*Problem statement*
Sort through the listing below and keep each line with the word "bind". Copy those.

-*-*-

//! Inventory ownership rows produced by successful purchases.

use serde::{Deserialize, Serialize};

use crate::id::{AccountId, InventoryRecordId};

/// Append-only ownership row: exactly one per successful purchase, never
/// mutated or deleted.
#[derive(Debug, Clone, PartialEq, Eq, Serialize, Deserialize)]
pub struct InventoryRecord {
    pub id: InventoryRecordId,
    pub item_name: String,
    pub owner: AccountId,
}

impl InventoryRecord {
    pub fn new(item_name: impl Into<String>, owner: AccountId) -> Self {
        Self {
            id: InventoryRecordId::new(),
            item_name: item_name.into(),
            owner,
        }
    }
}
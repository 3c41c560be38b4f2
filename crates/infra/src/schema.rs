//! Relational layout and bootstrap.
//!
//! Plain idempotent statements; migration tooling is the deployment's
//! concern, not this crate's.

use sqlx::PgPool;

use merchmint_core::{LedgerError, LedgerResult};

/// Table layout consumed by [`super::store::PostgresLedgerStore`].
pub const SCHEMA: &[&str] = &[
    "CREATE TABLE IF NOT EXISTS accounts (
        id UUID PRIMARY KEY,
        email TEXT NOT NULL UNIQUE,
        password_hash TEXT NOT NULL,
        balance BIGINT NOT NULL CHECK (balance >= 0)
    )",
    "CREATE TABLE IF NOT EXISTS items (
        id UUID PRIMARY KEY,
        name TEXT NOT NULL UNIQUE,
        cost BIGINT NOT NULL CHECK (cost > 0)
    )",
    "CREATE TABLE IF NOT EXISTS transfers (
        id UUID PRIMARY KEY,
        sender_email TEXT NOT NULL,
        receiver_email TEXT NOT NULL,
        amount BIGINT NOT NULL CHECK (amount > 0)
    )",
    "CREATE TABLE IF NOT EXISTS inventory (
        id UUID PRIMARY KEY,
        item_name TEXT NOT NULL,
        owner_id UUID NOT NULL REFERENCES accounts(id)
    )",
    "CREATE TABLE IF NOT EXISTS tokens (
        account_id UUID PRIMARY KEY REFERENCES accounts(id),
        value TEXT NOT NULL UNIQUE,
        issued_at TIMESTAMPTZ NOT NULL,
        expires_at TIMESTAMPTZ NOT NULL
    )",
];

/// Default catalog carried over from the original merch shop.
pub const DEFAULT_CATALOG: &[(&str, i64)] = &[
    ("t-shirt", 80),
    ("cup", 20),
    ("book", 50),
    ("pen", 10),
    ("powerbank", 200),
    ("hoody", 300),
    ("umbrella", 200),
    ("socks", 10),
    ("wallet", 50),
    ("pink-hoody", 500),
];

/// Create the tables if they do not exist.
pub async fn bootstrap(pool: &PgPool) -> LedgerResult<()> {
    for statement in SCHEMA {
        sqlx::query(statement)
            .execute(pool)
            .await
            .map_err(|e| LedgerError::persistence(format!("bootstrap: {e}")))?;
    }
    Ok(())
}

/// Insert the default catalog; existing names are left untouched.
pub async fn seed_catalog(pool: &PgPool) -> LedgerResult<()> {
    for &(name, cost) in DEFAULT_CATALOG {
        sqlx::query(
            "INSERT INTO items (id, name, cost) VALUES ($1, $2, $3) \
             ON CONFLICT (name) DO NOTHING",
        )
        .bind(uuid::Uuid::now_v7())
        .bind(name)
        .bind(cost)
        .execute(pool)
        .await
        .map_err(|e| LedgerError::persistence(format!("seed_catalog: {e}")))?;
    }
    Ok(())
}
//! Tracing/logging initialization shared by binaries and tests.

use tracing_subscriber::EnvFilter;

/// Initialize process-wide tracing, honoring `RUST_LOG`.
///
/// Safe to call multiple times (subsequent calls are no-ops).
pub fn init() {
    init_with_default_filter("info");
}

/// Initialize tracing with an explicit fallback filter for when `RUST_LOG`
/// is unset. Tests use this to stay quiet by default.
pub fn init_with_default_filter(fallback: &str) {
    let filter =
        EnvFilter::try_from_default_env().unwrap_or_else(|_| EnvFilter::new(fallback));

    let _ = tracing_subscriber::fmt()
        .with_env_filter(filter)
        .compact()
        .with_target(false)
        .try_init();
}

-*-*-

*Worked solution*
        .bind(uuid::Uuid::now_v7())
        .bind(name)
        .bind(cost)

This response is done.